[Collected data entries]
++++++++++
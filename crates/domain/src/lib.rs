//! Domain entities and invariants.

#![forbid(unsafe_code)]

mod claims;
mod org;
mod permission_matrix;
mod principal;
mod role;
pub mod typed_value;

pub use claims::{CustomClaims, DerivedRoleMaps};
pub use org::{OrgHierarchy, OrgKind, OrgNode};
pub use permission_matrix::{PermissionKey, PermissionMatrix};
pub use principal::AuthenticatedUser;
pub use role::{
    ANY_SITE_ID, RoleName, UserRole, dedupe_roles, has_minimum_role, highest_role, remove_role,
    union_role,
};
++++++++++
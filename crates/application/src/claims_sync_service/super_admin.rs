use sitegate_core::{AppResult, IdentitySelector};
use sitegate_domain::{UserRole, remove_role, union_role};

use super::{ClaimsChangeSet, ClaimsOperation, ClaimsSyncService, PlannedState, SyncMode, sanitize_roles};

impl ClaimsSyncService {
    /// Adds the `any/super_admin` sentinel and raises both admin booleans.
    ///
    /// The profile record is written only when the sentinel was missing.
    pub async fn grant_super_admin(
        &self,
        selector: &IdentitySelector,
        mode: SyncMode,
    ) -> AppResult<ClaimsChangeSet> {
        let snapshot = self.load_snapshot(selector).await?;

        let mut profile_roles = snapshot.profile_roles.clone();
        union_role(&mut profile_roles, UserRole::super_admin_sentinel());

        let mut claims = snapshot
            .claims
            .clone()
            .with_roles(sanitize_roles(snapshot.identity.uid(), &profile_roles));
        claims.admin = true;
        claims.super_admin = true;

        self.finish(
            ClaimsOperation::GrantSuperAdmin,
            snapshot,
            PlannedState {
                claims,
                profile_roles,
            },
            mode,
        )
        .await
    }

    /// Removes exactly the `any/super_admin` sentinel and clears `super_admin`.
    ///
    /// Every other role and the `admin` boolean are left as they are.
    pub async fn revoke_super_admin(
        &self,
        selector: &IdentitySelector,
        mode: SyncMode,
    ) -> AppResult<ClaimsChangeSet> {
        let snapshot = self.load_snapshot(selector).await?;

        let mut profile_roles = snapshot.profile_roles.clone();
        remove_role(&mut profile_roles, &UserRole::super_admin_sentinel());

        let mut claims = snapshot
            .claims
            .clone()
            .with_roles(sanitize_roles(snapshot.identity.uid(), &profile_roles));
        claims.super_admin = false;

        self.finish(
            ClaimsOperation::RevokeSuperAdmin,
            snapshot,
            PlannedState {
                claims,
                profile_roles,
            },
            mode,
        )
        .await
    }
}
++++++++++
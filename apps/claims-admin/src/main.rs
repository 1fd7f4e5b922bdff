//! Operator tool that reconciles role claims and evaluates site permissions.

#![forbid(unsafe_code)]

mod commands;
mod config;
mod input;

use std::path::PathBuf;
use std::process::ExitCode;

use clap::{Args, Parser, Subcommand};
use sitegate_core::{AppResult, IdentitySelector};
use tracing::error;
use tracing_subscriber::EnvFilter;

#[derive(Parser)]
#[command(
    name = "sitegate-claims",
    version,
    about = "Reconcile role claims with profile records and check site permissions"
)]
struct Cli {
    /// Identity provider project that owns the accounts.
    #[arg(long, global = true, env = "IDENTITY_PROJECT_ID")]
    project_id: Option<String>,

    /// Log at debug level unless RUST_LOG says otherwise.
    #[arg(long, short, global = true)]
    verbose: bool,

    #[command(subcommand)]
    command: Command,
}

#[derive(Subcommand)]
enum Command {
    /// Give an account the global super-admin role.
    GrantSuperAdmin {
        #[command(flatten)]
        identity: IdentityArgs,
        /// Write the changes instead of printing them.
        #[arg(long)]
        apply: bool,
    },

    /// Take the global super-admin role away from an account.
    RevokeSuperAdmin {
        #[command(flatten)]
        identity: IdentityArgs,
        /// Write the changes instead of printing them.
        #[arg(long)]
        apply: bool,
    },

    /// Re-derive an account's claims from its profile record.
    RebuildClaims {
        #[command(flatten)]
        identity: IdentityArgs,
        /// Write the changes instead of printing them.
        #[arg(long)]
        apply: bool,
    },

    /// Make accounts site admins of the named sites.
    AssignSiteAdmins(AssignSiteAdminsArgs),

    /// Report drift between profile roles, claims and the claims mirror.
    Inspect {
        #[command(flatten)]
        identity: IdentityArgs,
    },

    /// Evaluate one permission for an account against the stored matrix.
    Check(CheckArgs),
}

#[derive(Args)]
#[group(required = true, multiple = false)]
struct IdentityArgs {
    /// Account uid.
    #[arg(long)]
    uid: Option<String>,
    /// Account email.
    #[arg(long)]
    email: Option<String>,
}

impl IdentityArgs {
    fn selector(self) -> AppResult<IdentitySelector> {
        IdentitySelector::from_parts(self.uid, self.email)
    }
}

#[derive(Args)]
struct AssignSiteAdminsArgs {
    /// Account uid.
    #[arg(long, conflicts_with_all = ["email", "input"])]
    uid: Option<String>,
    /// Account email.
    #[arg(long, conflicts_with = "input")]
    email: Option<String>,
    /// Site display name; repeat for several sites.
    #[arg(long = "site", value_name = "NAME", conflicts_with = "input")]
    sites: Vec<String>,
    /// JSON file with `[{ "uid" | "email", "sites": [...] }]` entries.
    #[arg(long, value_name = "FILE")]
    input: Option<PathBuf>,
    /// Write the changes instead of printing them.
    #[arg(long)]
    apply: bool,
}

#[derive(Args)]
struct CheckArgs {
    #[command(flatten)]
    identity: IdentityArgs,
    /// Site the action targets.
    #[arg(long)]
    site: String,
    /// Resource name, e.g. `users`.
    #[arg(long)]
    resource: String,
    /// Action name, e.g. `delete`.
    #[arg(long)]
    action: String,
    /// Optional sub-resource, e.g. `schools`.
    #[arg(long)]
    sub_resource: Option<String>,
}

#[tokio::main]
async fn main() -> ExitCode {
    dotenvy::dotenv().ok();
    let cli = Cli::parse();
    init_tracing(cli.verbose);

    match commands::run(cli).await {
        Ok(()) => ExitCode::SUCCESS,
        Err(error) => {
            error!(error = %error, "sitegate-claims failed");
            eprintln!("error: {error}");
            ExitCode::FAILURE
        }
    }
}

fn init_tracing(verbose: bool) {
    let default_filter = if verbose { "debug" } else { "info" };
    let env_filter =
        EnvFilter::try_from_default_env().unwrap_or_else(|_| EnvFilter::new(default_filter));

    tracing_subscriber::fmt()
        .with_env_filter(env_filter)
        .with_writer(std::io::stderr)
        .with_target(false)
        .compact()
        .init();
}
++++++++++
* _What is needed_
Go through the lines above and copy any that contain "ClaimsSyncService".

* _Response_
use super::{ClaimsChangeSet, ClaimsOperation, ClaimsSyncService, PlannedState, SyncMode, sanitize_roles};
impl ClaimsSyncService {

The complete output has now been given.